Your task: After finding the line with "reports every failure" in the entries below, retype exactly each line from there through the line with "pub fn check(candidate: &Entry, previous: &Entry)", including that final line.

Material for this exercise:
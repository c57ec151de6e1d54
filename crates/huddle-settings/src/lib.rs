//! # huddle-settings
//!
//! Configuration management with layered sources.
//!
//! Settings are loaded from three layers (in priority order):
//! 1. **Compiled defaults**: [`HuddleSettings::default()`]
//! 2. **User file**: `~/.huddle/settings.json` (deep-merged over defaults)
//! 3. **Environment variables**: `HUDDLE_*` overrides (highest priority)

pub mod errors;
pub mod loader;
pub mod types;

pub use errors::{Result, SettingsError};
pub use loader::{deep_merge, load_settings, load_settings_from_path, settings_path};
pub use types::{HuddleSettings, LlmSettings, PipelineSettings, ServerSettings};
//! # huddle-llm
//!
//! Language-model access for the pipeline:
//!
//! - [`backend`]: the [`LanguageModel`] trait and wire-agnostic types
//! - [`openai`]: OpenAI-compatible chat-completions client
//! - [`prompts`]: system/retry/validation prompt construction
//! - [`codegen`]: conversation in, candidate query plan out
//! - [`validator`]: result validation and summarization
//! - [`testing`]: scripted backend for tests

pub mod backend;
pub mod codegen;
pub mod openai;
pub mod prompts;
pub mod testing;
pub mod validator;

pub use backend::{
    BackendError, BackendResult, ChatMessage, ChatRole, CompletionRequest, CompletionResponse,
    LanguageModel, ToolInvocation, ToolSpec,
};
pub use codegen::{CodegenClient, GenerationError, PriorFeedback};
pub use openai::{OpenAiBackend, OpenAiConfig};
pub use validator::{ValidationError, Validator};
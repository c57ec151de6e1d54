//! # huddle-sandbox
//!
//! The execution sandbox for model-authored query plans.
//!
//! A candidate program is untyped, model-supplied text. Rather than
//! evaluating it generically, the sandbox parses it into a typed
//! [`plan::QueryPlan`] and interprets that against the dataset loader
//! registry, an explicit, narrowly-scoped host boundary. The sandbox
//! enforces the output contract (a JSON object mapping, fully
//! serializable, never a raw table) and a wall-clock time budget, and
//! reports every failure as a structured [`huddle_core::ExecFailure`]
//! whose raw text feeds the next generation attempt.

pub mod interpret;
pub mod plan;
pub mod sandbox;

pub use plan::QueryPlan;
pub use sandbox::Sandbox;
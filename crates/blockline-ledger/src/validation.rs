use blockline_crypto::HashLinker;
use blockline_types::Entry;

use crate::error::ValidationFailure;

/// Pure checks over candidate entries. Never reads or mutates a ledger.
pub struct EntryValidator;

impl EntryValidator {
    /// Check `candidate` against its claimed predecessor.
    ///
    /// Checks run in order and the first failure is reported:
    /// 1. sequence continuity
    /// 2. link continuity
    /// 3. content integrity (recomputed fingerprint)
    pub fn check(candidate: &Entry, previous: &Entry) -> Result<(), ValidationFailure> {
        let expected = previous.sequence_number.checked_add(1);
        if expected != Some(candidate.sequence_number) {
            return Err(ValidationFailure::SequenceDiscontinuity {
                expected: expected.unwrap_or(u64::MAX),
                found: candidate.sequence_number,
            });
        }

        if candidate.previous_fingerprint != Some(previous.fingerprint) {
            return Err(ValidationFailure::BrokenLink {
                sequence: candidate.sequence_number,
            });
        }

        if !HashLinker::verify(candidate) {
            return Err(ValidationFailure::FingerprintMismatch {
                sequence: candidate.sequence_number,
            });
        }

        Ok(())
    }

    /// Pass/fail form of [`check`](Self::check).
    pub fn is_valid(candidate: &Entry, previous: &Entry) -> bool {
        Self::check(candidate, previous).is_ok()
    }

    /// Genesis must sit at seq 0, carry no link, and hash correctly.
    pub fn validate_genesis(entry: &Entry) -> Result<(), ValidationFailure> {
        if !entry.is_genesis() {
            return Err(ValidationFailure::MalformedGenesis);
        }
        if !HashLinker::verify(entry) {
            return Err(ValidationFailure::FingerprintMismatch {
                sequence: entry.sequence_number,
            });
        }
        Ok(())
    }

    /// Walk a whole candidate ledger: genesis shape, then every adjacent pair.
    pub fn validate_sequence(entries: &[Entry]) -> Result<(), ValidationFailure> {
        let Some(genesis) = entries.first() else {
            return Err(ValidationFailure::EmptySequence);
        };
        Self::validate_genesis(genesis).map_err(|failure| ValidationFailure::AtPosition {
            position: 0,
            failure: Box::new(failure),
        })?;

        for (index, pair) in entries.windows(2).enumerate() {
            Self::check(&pair[1], &pair[0]).map_err(|failure| {
                ValidationFailure::AtPosition {
                    position: index + 1,
                    failure: Box::new(failure),
                }
            })?;
        }

        Ok(())
    }
}

#[cfg(test)]
mod tests {
    use blockline_types::Fingerprint;
    use proptest::prelude::*;

    use super::*;
    use crate::factory::EntryFactory;

    fn chain(len: usize) -> Vec<Entry> {
        let factory = EntryFactory::default();
        let mut entries = vec![factory.create_genesis()];
        for i in 1..len {
            let prev = entries.last().unwrap();
            let next = factory
                .create_next(prev, format!("user-{i}"), i as i64, "pending")
                .unwrap();
            entries.push(next);
        }
        entries
    }

    #[test]
    fn factory_output_is_valid() {
        let entries = chain(2);
        assert!(EntryValidator::is_valid(&entries[1], &entries[0]));
    }

    #[test]
    fn sequence_off_by_one_is_rejected() {
        let entries = chain(2);
        let mut candidate = entries[1].clone();
        candidate.sequence_number = 2;
        candidate.fingerprint = HashLinker::fingerprint(&candidate);

        assert_eq!(
            EntryValidator::check(&candidate, &entries[0]),
            Err(ValidationFailure::SequenceDiscontinuity {
                expected: 1,
                found: 2
            })
        );
        assert!(!EntryValidator::is_valid(&candidate, &entries[0]));
    }

    #[test]
    fn wrong_link_is_rejected() {
        let entries = chain(2);
        let mut candidate = entries[1].clone();
        candidate.previous_fingerprint = Some(Fingerprint::from_hash([3; 32]));
        candidate.fingerprint = HashLinker::fingerprint(&candidate);

        assert_eq!(
            EntryValidator::check(&candidate, &entries[0]),
            Err(ValidationFailure::BrokenLink { sequence: 1 })
        );
    }

    #[test]
    fn missing_link_is_rejected() {
        let entries = chain(2);
        let mut candidate = entries[1].clone();
        candidate.previous_fingerprint = None;
        candidate.fingerprint = HashLinker::fingerprint(&candidate);

        assert_eq!(
            EntryValidator::check(&candidate, &entries[0]),
            Err(ValidationFailure::BrokenLink { sequence: 1 })
        );
    }

    #[test]
    fn tampered_content_is_rejected() {
        let entries = chain(2);
        let mut candidate = entries[1].clone();
        candidate.transaction_status = "completed".into();

        assert_eq!(
            EntryValidator::check(&candidate, &entries[0]),
            Err(ValidationFailure::FingerprintMismatch { sequence: 1 })
        );
    }

    #[test]
    fn predecessor_at_max_sequence_has_no_successor() {
        let entries = chain(2);
        let mut previous = entries[0].clone();
        previous.sequence_number = u64::MAX;
        assert!(!EntryValidator::is_valid(&entries[1], &previous));
    }

    #[test]
    fn genesis_checks() {
        let entries = chain(1);
        EntryValidator::validate_genesis(&entries[0]).unwrap();

        let mut linked = entries[0].clone();
        linked.previous_fingerprint = Some(Fingerprint::zero());
        assert_eq!(
            EntryValidator::validate_genesis(&linked),
            Err(ValidationFailure::MalformedGenesis)
        );

        let mut tampered = entries[0].clone();
        tampered.owner_id = "mallory".into();
        assert_eq!(
            EntryValidator::validate_genesis(&tampered),
            Err(ValidationFailure::FingerprintMismatch { sequence: 0 })
        );
    }

    #[test]
    fn whole_sequence_validates() {
        EntryValidator::validate_sequence(&chain(5)).unwrap();
    }

    #[test]
    fn empty_sequence_is_rejected() {
        assert_eq!(
            EntryValidator::validate_sequence(&[]),
            Err(ValidationFailure::EmptySequence)
        );
    }

    #[test]
    fn sequence_reports_first_bad_position() {
        let mut entries = chain(4);
        entries[2].transaction_status = "reversed".into();

        let err = EntryValidator::validate_sequence(&entries).unwrap_err();
        assert_eq!(
            err,
            ValidationFailure::AtPosition {
                position: 2,
                failure: Box::new(ValidationFailure::FingerprintMismatch { sequence: 2 }),
            }
        );
    }

    proptest! {
        #[test]
        fn any_single_field_mutation_is_detected(field in 0usize..7, seed in any::<u8>()) {
            let entries = chain(2);
            let mut candidate = entries[1].clone();
            let suffix = format!("-{seed}");
            match field {
                0 => candidate.sequence_number += 1 + u64::from(seed),
                1 => candidate.owner_id.push_str(&suffix),
                2 => candidate.created_at.push_str(&suffix),
                3 => candidate.transaction_id = candidate.transaction_id.wrapping_add(1 + i64::from(seed)),
                4 => candidate.transaction_status.push_str(&suffix),
                5 => candidate.fingerprint = Fingerprint::from_hash([seed.wrapping_add(1); 32]),
                _ => candidate.previous_fingerprint = Some(Fingerprint::from_hash([seed; 32])),
            }
            prop_assert!(!EntryValidator::is_valid(&candidate, &entries[0]));
        }
    }
}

Solution for this exercise:
//! reports every failure as a structured [`huddle_core::ExecFailure`]
//! whose raw text feeds the next generation attempt.

pub mod interpret;
pub mod plan;
pub mod sandbox;

pub use plan::QueryPlan;
pub use sandbox::Sandbox;
filename crates/blockline-ledger/src/validation.rs
use blockline_crypto::HashLinker;
use blockline_types::Entry;

use crate::error::ValidationFailure;

/// Pure checks over candidate entries. Never reads or mutates a ledger.
pub struct EntryValidator;

impl EntryValidator {
    /// Check `candidate` against its claimed predecessor.
    ///
    /// Checks run in order and the first failure is reported:
    /// 1. sequence continuity
    /// 2. link continuity
    /// 3. content integrity (recomputed fingerprint)
    pub fn check(candidate: &Entry, previous: &Entry) -> Result<(), ValidationFailure> {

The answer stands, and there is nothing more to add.